# [WHAT THIS TASK INVOLVES]
All lines from the first one in the listing below to the one holding "use crate::storage::StorageRegistry;", inclusive, are to be copied exactly.

[Opening GIVEN DATA section]

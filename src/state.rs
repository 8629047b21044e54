//! Application state management

use std::sync::Arc;

use chrono::Duration;
use sqlx::SqlitePool;

use crate::auth::{SessionGuard, SessionStore, TokenConfig, TokenStore, UserDirectory};
use crate::config::Config;
use crate::event_log::EventLog;
use crate::heartbeat::HeartbeatRegistrar;
use crate::janitor::Janitor;
use crate::settings::SettingsStore;
use crate::storage::StorageRegistry;
use crate::upload::{EngineConfig, UploadEngine, UploadLedger};

/// Shared application state
#[derive(Clone)]
pub struct AppState {
    inner: Arc<AppStateInner>,
}

struct AppStateInner {
    config: Config,
    db: SqlitePool,
    guard: SessionGuard,
    users: UserDirectory,
    engine: UploadEngine,
    heartbeat: HeartbeatRegistrar,
    settings: SettingsStore,
    event_log: EventLog,
}

impl AppState {
    /// Wire every component onto one pool and one set of storage adapters
    pub fn new(config: Config, db: SqlitePool, storage: StorageRegistry) -> Self {
        let tokens = TokenStore::new(db.clone(), TokenConfig::from_auth_config(&config.auth));
        let guard = SessionGuard::new(
            tokens,
            SessionStore::new(db.clone()),
            Duration::seconds(config.auth.session_ttl_secs),
        );

        let heartbeat = HeartbeatRegistrar::new(db.clone());
        let event_log = EventLog::new(db.clone());
        let engine = UploadEngine::new(
            UploadLedger::new(db.clone()),
            storage,
            heartbeat.clone(),
            event_log.clone(),
            EngineConfig::from_upload_config(&config.uploads),
        );

        Self {
            inner: Arc::new(AppStateInner {
                users: UserDirectory::new(db.clone()),
                settings: SettingsStore::new(db.clone()),
                config,
                db,
                guard,
                engine,
                heartbeat,
                event_log,
            }),
        }
    }

    /// Get the configuration
    pub fn config(&self) -> &Config {
        &self.inner.config
    }

    /// Get the database pool
    pub fn db(&self) -> &SqlitePool {
        &self.inner.db
    }

    pub fn guard(&self) -> &SessionGuard {
        &self.inner.guard
    }

    pub fn tokens(&self) -> &TokenStore {
        self.inner.guard.tokens()
    }

    pub fn users(&self) -> &UserDirectory {
        &self.inner.users
    }

    pub fn engine(&self) -> &UploadEngine {
        &self.inner.engine
    }

    pub fn heartbeat(&self) -> &HeartbeatRegistrar {
        &self.inner.heartbeat
    }

    pub fn settings(&self) -> &SettingsStore {
        &self.inner.settings
    }

    pub fn event_log(&self) -> &EventLog {
        &self.inner.event_log
    }

    /// Maintenance over this state's uploads, tokens and sessions
    pub fn janitor(&self) -> Janitor {
        Janitor::new(
            self.inner.engine.clone(),
            self.inner.guard.clone(),
            self.inner.event_log.clone(),
        )
    }
}
//! Azure Blob Storage backend
//!
//! Parts are staged as uncommitted blocks of a block blob (Put Block) and
//! committed with Put Block List. Requests are authorized with a SAS token
//! appended to the query string.
//!
//! Block ids carry the upload id, so two uploads staging blocks on one blob
//! never see or commit each other's blocks. Every block is sent with its
//! `Content-MD5` and the service rejects a corrupted body.

use base64::Engine;
use md5::{Digest, Md5};
use serde::Deserialize;
use uuid::Uuid;

use crate::config::AzureConfig;

use super::{
    compute_checksum, normalize_object_path, verify_remote_parts, BackendHandle, BackendKind,
    PartReceipt, RemotePart, StorageAdapter, StorageError,
};

const API_VERSION: &str = "2021-08-06";

pub struct AzureBlobStorage {
    http: reqwest::Client,
    container_url: String,
    sas_token: String,
}

impl AzureBlobStorage {
    pub fn new(config: &AzureConfig) -> Self {
        Self {
            http: reqwest::Client::new(),
            container_url: config.container_url.trim_end_matches('/').to_string(),
            sas_token: config.sas_token.clone(),
        }
    }

    fn blob_url(&self, key: &str) -> String {
        let encoded: Vec<String> = key
            .split('/')
            .map(|segment| urlencoding::encode(segment).into_owned())
            .collect();
        format!("{}/{}", self.container_url, encoded.join("/"))
    }

    fn signed_url(&self, key: &str, query: &str) -> String {
        format!("{}?{}&{}", self.blob_url(key), query, self.sas_token)
    }

    async fn check(response: reqwest::Response, what: &str) -> Result<reqwest::Response, StorageError> {
        if response.status().is_success() {
            return Ok(response);
        }

        let status = response.status();
        let body = response.text().await.unwrap_or_default();
        Err(StorageError::Remote(format!(
            "{} failed with {}: {}",
            what,
            status,
            body.chars().take(200).collect::<String>()
        )))
    }

    async fn uncommitted_blocks(
        &self,
        upload_id: Uuid,
        key: &str,
    ) -> Result<Vec<RemotePart>, StorageError> {
        let response = self
            .http
            .get(self.signed_url(key, "comp=blocklist&blocklisttype=uncommitted"))
            .header("x-ms-version", API_VERSION)
            .send()
            .await
            .map_err(|e| StorageError::Remote(format!("Get Block List: {}", e)))?;

        let body = Self::check(response, "Get Block List")
            .await?
            .text()
            .await
            .map_err(|e| StorageError::Remote(format!("Get Block List body: {}", e)))?;

        parse_block_list(upload_id, &body)
    }
}

/// Base64 block id for a part of one upload. Ids within a blob must all
/// have the same length: 32 hex digits, a dash and 8 digits.
pub fn block_id(upload_id: Uuid, part_id: u32) -> String {
    base64::engine::general_purpose::STANDARD
        .encode(format!("{}-{:08}", upload_id.simple(), part_id))
}

fn part_id_from_block(upload_id: Uuid, id: &str) -> Option<u32> {
    let raw = base64::engine::general_purpose::STANDARD.decode(id).ok()?;
    let text = String::from_utf8(raw).ok()?;
    let (owner, part) = text.split_once('-')?;
    if owner != upload_id.simple().to_string() || part.len() != 8 {
        return None;
    }
    part.parse().ok()
}

fn content_md5(data: &[u8]) -> String {
    base64::engine::general_purpose::STANDARD.encode(Md5::digest(data))
}

#[derive(Debug, Deserialize)]
#[serde(rename_all = "PascalCase")]
struct BlockListXml {
    #[serde(default)]
    uncommitted_blocks: BlockSetXml,
}

#[derive(Debug, Default, Deserialize)]
struct BlockSetXml {
    #[serde(rename = "Block", default)]
    blocks: Vec<BlockXml>,
}

#[derive(Debug, Deserialize)]
#[serde(rename_all = "PascalCase")]
struct BlockXml {
    name: String,
    size: u64,
}

/// Parse a Get Block List response; blocks staged by other uploads are
/// ignored
pub fn parse_block_list(upload_id: Uuid, xml: &str) -> Result<Vec<RemotePart>, StorageError> {
    let list: BlockListXml = quick_xml::de::from_str(xml)
        .map_err(|e| StorageError::Remote(format!("Malformed block list: {}", e)))?;

    Ok(list
        .uncommitted_blocks
        .blocks
        .into_iter()
        .filter_map(|b| {
            Some(RemotePart {
                part_id: part_id_from_block(upload_id, &b.name)?,
                size: b.size,
                etag: None,
            })
        })
        .collect())
}

/// Body for Put Block List
pub fn block_list_body(upload_id: Uuid, parts: &[PartReceipt]) -> String {
    let mut body = String::from(r#"<?xml version="1.0" encoding="utf-8"?><BlockList>"#);
    for part in parts {
        body.push_str("<Latest>");
        body.push_str(&block_id(upload_id, part.part_id));
        body.push_str("</Latest>");
    }
    body.push_str("</BlockList>");
    body
}

#[async_trait::async_trait]
impl StorageAdapter for AzureBlobStorage {
    fn kind(&self) -> BackendKind {
        BackendKind::Azure
    }

    fn min_part_size(&self) -> u64 {
        1
    }

    /// Nothing is allocated until the first block arrives
    async fn prepare(
        &self,
        upload_id: Uuid,
        object_path: &str,
    ) -> Result<BackendHandle, StorageError> {
        Ok(BackendHandle {
            upload_id,
            kind: BackendKind::Azure,
            key: normalize_object_path(object_path)?,
            remote_id: None,
        })
    }

    async fn write_part(
        &self,
        handle: &BackendHandle,
        part_id: u32,
        data: &[u8],
    ) -> Result<PartReceipt, StorageError> {
        let query = format!(
            "comp=block&blockid={}",
            urlencoding::encode(&block_id(handle.upload_id, part_id))
        );

        let response = self
            .http
            .put(self.signed_url(&handle.key, &query))
            .header("x-ms-version", API_VERSION)
            .header("content-md5", content_md5(data))
            .body(data.to_vec())
            .send()
            .await
            .map_err(|e| StorageError::Remote(format!("Put Block: {}", e)))?;

        Self::check(response, "Put Block").await?;

        tracing::debug!(
            upload_id = %handle.upload_id,
            part_id = part_id,
            size = data.len(),
            "Staged Azure block"
        );

        Ok(PartReceipt {
            part_id,
            size: data.len() as u64,
            checksum: compute_checksum(data),
            etag: None,
        })
    }

    async fn commit(
        &self,
        handle: &BackendHandle,
        parts: &[PartReceipt],
    ) -> Result<String, StorageError> {
        let staged = self.uncommitted_blocks(handle.upload_id, &handle.key).await?;
        verify_remote_parts(parts, &staged, self.min_part_size())?;

        let response = self
            .http
            .put(self.signed_url(&handle.key, "comp=blocklist"))
            .header("x-ms-version", API_VERSION)
            .header("content-type", "application/xml")
            .body(block_list_body(handle.upload_id, parts))
            .send()
            .await
            .map_err(|e| StorageError::Remote(format!("Put Block List: {}", e)))?;

        Self::check(response, "Put Block List").await?;

        tracing::info!(
            upload_id = %handle.upload_id,
            key = %handle.key,
            parts = parts.len(),
            "Committed Azure block list"
        );

        Ok(self.blob_url(&handle.key))
    }

    /// Uncommitted blocks cannot be deleted one by one; the service drops
    /// them a week after staging
    async fn abort(&self, handle: &BackendHandle) {
        tracing::debug!(
            upload_id = %handle.upload_id,
            key = %handle.key,
            "Leaving uncommitted Azure blocks to expire"
        );
    }
}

[Closing GIVEN DATA section]

# [ANSWER AREA]
filename src/state.rs
repository 8629047b21044e54
//! Application state management

use std::sync::Arc;

use chrono::Duration;
use sqlx::SqlitePool;

use crate::auth::{SessionGuard, SessionStore, TokenConfig, TokenStore, UserDirectory};
use crate::config::Config;
use crate::event_log::EventLog;
use crate::heartbeat::HeartbeatRegistrar;
use crate::janitor::Janitor;
use crate::settings::SettingsStore;
use crate::storage::StorageRegistry;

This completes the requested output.